* [Stored data entries]
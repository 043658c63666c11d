//! Dataset preparation pipeline for the UCI synthetic control chart data.
//!
//! The pipeline runs single-threaded in one pass: download the raw file,
//! transpose each line into a column of values, assign a label from the
//! line's position, shuffle with a fixed seed, split into train/test, and
//! write one numbered feature/label CSV pair per sequence. The resulting
//! directory tree is consumed through [`SequenceBatchIterator`].

pub mod fetch;
pub mod records;
pub mod split;
pub mod materialize;
pub mod iterator;

use std::fmt;
use std::path::PathBuf;

use log::info;

pub use iterator::{SequenceBatch, SequenceBatchIterator};
pub use materialize::DatasetLayout;
pub use records::{LabeledSequence, RawRecord};
pub use split::{SplitAssignment, SplitLabel};

/// Canonical download location of the synthetic control chart dataset:
/// 600 lines, each a univariate series of 60 space-separated values.
pub const SYNTHETIC_CONTROL_URL: &str =
    "https://archive.ics.uci.edu/ml/machine-learning-databases/synthetic_control-mld/synthetic_control.data";

/// Configuration for the dataset preparation pipeline.
///
/// The seed is an explicit parameter rather than a hidden constant: the
/// standardizer is fitted on the training split alone, so every run must
/// reproduce the exact same shuffle to see the same training subset.
#[derive(Clone, Debug)]
pub struct DatasetConfig {
    /// Where to download the raw data from.
    pub source_url: String,
    /// Output root. Its existence is the idempotence signal: when the
    /// directory is already present the whole pipeline is skipped.
    pub root_dir: PathBuf,
    /// Fraction of sequences assigned to the training partition.
    pub train_ratio: f64,
    /// Number of consecutive source lines sharing one label.
    pub block_size: usize,
    /// Default mini-batch size handed to iterators built over the output.
    pub batch_size: usize,
    /// Shuffle seed.
    pub seed: u64,
}

impl Default for DatasetConfig {
    fn default() -> Self {
        DatasetConfig {
            source_url: SYNTHETIC_CONTROL_URL.to_string(),
            root_dir: PathBuf::from("uci"),
            train_ratio: 0.75,
            block_size: 100,
            batch_size: 10,
            seed: 12345,
        }
    }
}

impl DatasetConfig {
    pub fn with_source_url(mut self, url: impl Into<String>) -> Self {
        self.source_url = url.into();
        self
    }

    pub fn with_root_dir(mut self, root: impl Into<PathBuf>) -> Self {
        self.root_dir = root.into();
        self
    }

    pub fn with_train_ratio(mut self, ratio: f64) -> Self {
        self.train_ratio = ratio;
        self
    }

    pub fn with_block_size(mut self, block_size: usize) -> Self {
        self.block_size = block_size;
        self
    }

    pub fn with_batch_size(mut self, batch_size: usize) -> Self {
        self.batch_size = batch_size;
        self
    }

    pub fn with_seed(mut self, seed: u64) -> Self {
        self.seed = seed;
        self
    }

    /// Number of sequences assigned to the training partition for a
    /// dataset of `total` sequences. The canonical 600 × 0.75 gives 450.
    pub fn n_train(&self, total: usize) -> usize {
        ((total as f64) * self.train_ratio).round() as usize
    }
}

/// Errors produced by the preparation pipeline and the sequence-file reader.
#[derive(Debug)]
pub enum DatasetError {
    /// Network or HTTP failure while downloading the raw data.
    Fetch(reqwest::Error),
    /// Directory creation, file write, or file read failure.
    Io(std::io::Error),
    /// A materialized file does not hold what the reader expects.
    Parse(String),
}

impl fmt::Display for DatasetError {
    fn fmt(&self, f: &mut fmt::Formatter<'_>) -> fmt::Result {
        match self {
            DatasetError::Fetch(err) => write!(f, "fetch error: {}", err),
            DatasetError::Io(err) => write!(f, "IO error: {}", err),
            DatasetError::Parse(msg) => write!(f, "parse error: {}", msg),
        }
    }
}

impl std::error::Error for DatasetError {
    fn source(&self) -> Option<&(dyn std::error::Error + 'static)> {
        match self {
            DatasetError::Fetch(err) => Some(err),
            DatasetError::Io(err) => Some(err),
            DatasetError::Parse(_) => None,
        }
    }
}

impl From<reqwest::Error> for DatasetError {
    fn from(error: reqwest::Error) -> Self {
        DatasetError::Fetch(error)
    }
}

impl From<std::io::Error> for DatasetError {
    fn from(error: std::io::Error) -> Self {
        DatasetError::Io(error)
    }
}

/// Run the full pipeline: download, reshape, shuffle/split, materialize.
///
/// When `config.root_dir` already exists the pipeline is skipped entirely
/// and the layout over the existing tree is returned. There is no content
/// validation of an existing root; delete the directory to force a rebuild.
pub fn prepare(config: &DatasetConfig) -> Result<DatasetLayout, DatasetError> {
    let layout = DatasetLayout::new(&config.root_dir);
    if config.root_dir.exists() {
        info!(
            "dataset root {} already present, skipping download and materialization",
            config.root_dir.display()
        );
        return Ok(layout);
    }

    info!("downloading {}", config.source_url);
    let lines = fetch::fetch_lines(&config.source_url)?;
    prepare_from_lines(&lines, config)
}

/// Network-free pipeline entry: reshape, shuffle/split, and materialize
/// already-fetched lines. Unconditionally overwrites the output files.
pub fn prepare_from_lines(
    lines: &[String],
    config: &DatasetConfig,
) -> Result<DatasetLayout, DatasetError> {
    let labeled: Vec<LabeledSequence> = lines
        .iter()
        .enumerate()
        .map(|(ordinal, line)| RawRecord::new(ordinal, line).into_labeled(config.block_size))
        .collect();

    let assignments = split::shuffle_split(labeled, config.n_train(lines.len()), config.seed);

    let layout = DatasetLayout::new(&config.root_dir);
    materialize::write_dataset(&layout, &assignments)?;
    Ok(layout)
}

#[cfg(test)]
mod tests {
    use super::*;

    #[test]
    fn test_default_config() {
        let config = DatasetConfig::default();
        assert_eq!(config.source_url, SYNTHETIC_CONTROL_URL);
        assert_eq!(config.root_dir, PathBuf::from("uci"));
        assert_eq!(config.block_size, 100);
        assert_eq!(config.batch_size, 10);
        assert_eq!(config.seed, 12345);
        assert!((config.train_ratio - 0.75).abs() < 1e-12);
    }

    #[test]
    fn test_n_train_canonical() {
        let config = DatasetConfig::default();
        assert_eq!(config.n_train(600), 450);
        assert_eq!(config.n_train(0), 0);
    }

    #[test]
    fn test_builder_methods() {
        let config = DatasetConfig::default()
            .with_root_dir("out")
            .with_train_ratio(0.8)
            .with_block_size(10)
            .with_batch_size(4)
            .with_seed(7)
            .with_source_url("http://localhost/data.txt");

        assert_eq!(config.root_dir, PathBuf::from("out"));
        assert_eq!(config.n_train(60), 48);
        assert_eq!(config.block_size, 10);
        assert_eq!(config.batch_size, 4);
        assert_eq!(config.seed, 7);
        assert_eq!(config.source_url, "http://localhost/data.txt");
    }
}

* [WORK INSTRUCTIONS]
Please work out how many lines in the data include "present"; write that number only.

* [OUTPUT FOR THIS TASK]
2